WASHINGTON – Wall Street companies sharply scaled back their borrowing from the Federal Reserve's emergency lending program over the past week while commercial banks boosted it slightly.
A Fed report released Thursday said the investment firms averaged $1.7 billion in daily borrowing for the week ending July 2. That compared with $6.1 billion the previous week.
The investment houses were given similar loan privileges as commercial banks in March after a run on Bear Stearns pushed the nation's fifth-largest investment bank to the brink of bankruptcy and raised fears that other Wall Street firms might be in jeopardy. The company was taken over by JPMorgan.
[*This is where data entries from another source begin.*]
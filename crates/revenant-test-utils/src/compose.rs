use std::collections::{BTreeSet, HashMap};
use std::sync::Mutex;
use std::time::Duration;

use async_trait::async_trait;
use chrono::{DateTime, Utc};

use revenant_core::EnvironmentError;
use revenant_core::environment::{CommandOutput, CommandRunner};

#[derive(Debug, Default)]
struct Model {
    services: Vec<String>,
    running: BTreeSet<String>,
    /// Containers exist (running or stopped).
    created: bool,
    /// Log lines with the instant the runtime stamped them.
    logs: HashMap<String, Vec<(DateTime<Utc>, String)>>,
    /// Appended to a service's logs by the first `up` after a `kill`.
    restart_logs: HashMap<String, Vec<String>>,
    killed_since_up: bool,
    docker_missing: bool,
    fail_up: bool,
    fail_list_services: bool,
    invocations: Vec<Vec<String>>,
}

/// In-memory `docker compose`.
///
/// Understands the subset of compose the environment controller issues:
/// `version`, `ps`, `up -d`, `down`, `kill` and `logs`.
#[derive(Debug, Default)]
pub struct ScriptedCompose {
    model: Mutex<Model>,
}

fn ok(stdout: impl Into<String>) -> CommandOutput {
    CommandOutput {
        code: Some(0),
        stdout: stdout.into(),
        stderr: String::new(),
    }
}

fn fail(stderr: impl Into<String>) -> CommandOutput {
    CommandOutput {
        code: Some(1),
        stdout: String::new(),
        stderr: stderr.into(),
    }
}

fn lines_of(lines: &[&str]) -> Vec<String> {
    lines.iter().map(|l| (*l).to_owned()).collect()
}

fn container_id(service: &str) -> String {
    format!("cid-{service}")
}

impl ScriptedCompose {
    /// A project declaring `services`, with nothing created yet.
    pub fn new(services: &[&str]) -> Self {
        Self {
            model: Mutex::new(Model {
                services: lines_of(services),
                ..Model::default()
            }),
        }
    }

    /// Stopped containers from a previous run exist.
    pub fn with_leftovers(self) -> Self {
        self.model.lock().unwrap().created = true;
        self
    }

    /// Lines `service` has already printed, stamped with the current time.
    pub fn with_logs(self, service: &str, lines: &[&str]) -> Self {
        let now = Utc::now();
        self.model
            .lock()
            .unwrap()
            .logs
            .entry(service.to_owned())
            .or_default()
            .extend(lines.iter().map(|l| (now, (*l).to_owned())));
        self
    }

    /// Lines `service` prints once the stack is brought back after a kill.
    pub fn with_restart_logs(self, service: &str, lines: &[&str]) -> Self {
        self.model
            .lock()
            .unwrap()
            .restart_logs
            .entry(service.to_owned())
            .or_default()
            .extend(lines_of(lines));
        self
    }

    /// Spawning `docker` fails as if it were not installed.
    pub fn without_docker(self) -> Self {
        self.model.lock().unwrap().docker_missing = true;
        self
    }

    /// `up` exits non-zero.
    pub fn failing_up(self) -> Self {
        self.model.lock().unwrap().fail_up = true;
        self
    }

    /// `ps --services` exits non-zero, so running services cannot be listed.
    pub fn failing_service_listing(self) -> Self {
        self.model.lock().unwrap().fail_list_services = true;
        self
    }

    /// Every argument vector received, in order.
    pub fn invocations(&self) -> Vec<Vec<String>> {
        self.model.lock().unwrap().invocations.clone()
    }

    /// The compose subcommand of every invocation, in order.
    pub fn subcommands(&self) -> Vec<String> {
        self.invocations()
            .iter()
            .filter_map(|args| split_compose(args).map(|(sub, _)| sub.to_owned()))
            .collect()
    }

    pub fn running(&self) -> Vec<String> {
        self.model.lock().unwrap().running.iter().cloned().collect()
    }

    fn respond(&self, args: &[String]) -> CommandOutput {
        let mut model = self.model.lock().unwrap();
        let Some((sub, rest)) = split_compose(args) else {
            return fail(format!("unsupported invocation: {args:?}"));
        };
        let flag = |f: &str| rest.iter().any(|a| a == f);
        let positional: Vec<&String> = rest.iter().filter(|a| !a.starts_with('-')).collect();

        match sub {
            "version" => ok("Docker Compose version v2.29.1\n"),
            "ps" if flag("--services") => {
                if model.fail_list_services {
                    return fail("error during connect: daemon not responding");
                }
                ok(join_lines(model.running.iter()))
            }
            "ps" if flag("-a") => {
                if model.created {
                    ok(join_lines(model.services.iter().map(|s| container_id(s))))
                } else {
                    ok("")
                }
            }
            "ps" => match positional.first() {
                Some(service) if model.running.contains(service.as_str()) => {
                    ok(format!("{}\n", container_id(service)))
                }
                _ => ok(""),
            },
            "up" => {
                if model.fail_up {
                    return fail("service \"app\" failed to start");
                }
                if model.killed_since_up {
                    let now = Utc::now();
                    let restart_logs = model.restart_logs.clone();
                    for (service, lines) in restart_logs {
                        let stamped = lines.into_iter().map(|l| (now, l));
                        model.logs.entry(service).or_default().extend(stamped);
                    }
                    model.killed_since_up = false;
                }
                model.running = model.services.iter().cloned().collect();
                model.created = true;
                ok("")
            }
            "down" => {
                model.running.clear();
                model.created = false;
                ok("")
            }
            "kill" => {
                if let Some(unknown) = positional.iter().find(|s| !model.services.contains(s)) {
                    return fail(format!("no such service: {unknown}"));
                }
                for service in positional {
                    if model.running.remove(service.as_str()) {
                        model.killed_since_up = true;
                    }
                }
                ok("")
            }
            "logs" => {
                // Option values follow their flag; the service is the last
                // argument.
                let value = |f: &str| {
                    rest.iter()
                        .position(|a| a == f)
                        .and_then(|i| rest.get(i + 1))
                };
                let tail = value("--tail")
                    .and_then(|n| n.parse::<usize>().ok())
                    .unwrap_or(usize::MAX);
                let since = match value("--since").map(|s| DateTime::parse_from_rfc3339(s)) {
                    None => None,
                    Some(Ok(t)) => Some(t.with_timezone(&Utc)),
                    Some(Err(e)) => return fail(format!("invalid --since value: {e}")),
                };
                let Some(service) = rest.last() else {
                    return fail("logs: no service given");
                };
                if !model.services.contains(service) {
                    return fail(format!("no such service: {service}"));
                }
                let lines: Vec<&String> = model
                    .logs
                    .get(service.as_str())
                    .map(|stamped| {
                        stamped
                            .iter()
                            .filter(|(at, _)| since.is_none_or(|since| *at >= since))
                            .map(|(_, line)| line)
                            .collect()
                    })
                    .unwrap_or_default();
                let skip = lines.len().saturating_sub(tail);
                ok(join_lines(lines.iter().skip(skip)))
            }
            other => fail(format!("unknown docker command: \"compose {other}\"")),
        }
    }
}

/// Split `compose [-f FILE] [-p NAME] <sub> <args…>`.
fn split_compose(args: &[String]) -> Option<(&str, &[String])> {
    if args.first().map(String::as_str) != Some("compose") {
        return None;
    }
    let mut i = 1;
    while i < args.len() && (args[i] == "-f" || args[i] == "-p") {
        i += 2;
    }
    let sub = args.get(i)?;
    Some((sub.as_str(), &args[i + 1..]))
}

fn join_lines<I, S>(lines: I) -> String
where
    I: IntoIterator<Item = S>,
    S: AsRef<str>,
{
    let mut out = String::new();
    for line in lines {
        out.push_str(line.as_ref());
        out.push('\n');
    }
    out
}

#[async_trait]
impl CommandRunner for ScriptedCompose {
    async fn run(
        &self,
        program: &str,
        args: &[String],
        _timeout: Duration,
    ) -> Result<CommandOutput, EnvironmentError> {
        {
            let mut model = self.model.lock().unwrap();
            model.invocations.push(args.to_vec());
            if model.docker_missing {
                return Err(EnvironmentError::Spawn {
                    program: program.to_owned(),
                    source: std::io::Error::new(
                        std::io::ErrorKind::NotFound,
                        "No such file or directory",
                    ),
                });
            }
        }
        Ok(self.respond(args))
    }
}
Banks, meanwhile, averaged $14.9 billion in daily borrowing for the week. That compared with $14.7 billion in the previous week.
The identities of commercial banks and investment houses are not released.
In the broadest use of the central bank's lending power since the 1930s, the Fed in March scrambled to avert a market meltdown by giving investment houses a place to go for emergency overnight loans. The program will continue for at least six months. Commercial banks and investment companies now pay 2.25 percent in interest for the loans.
As part of efforts to relieve credit strains, the Fed auctioned $26.1 billion in Treasury securities to investment companies Thursday.
The auction drew bids for less than the $50 billion the Fed was making available, which was viewed as possible sign of some improvements in credit conditions.
In exchange for the 28-day loans of Treasury securities, bidding companies can put up as collateral more risky investments. These include certain mortgage-backed securities and bonds secured by federally guaranteed student loans.
The auction program, which began March 27, is intended to make investment companies more inclined to lend to each other. A second goal is providing relief to the distressed market for mortgage-linked securities and for student loans.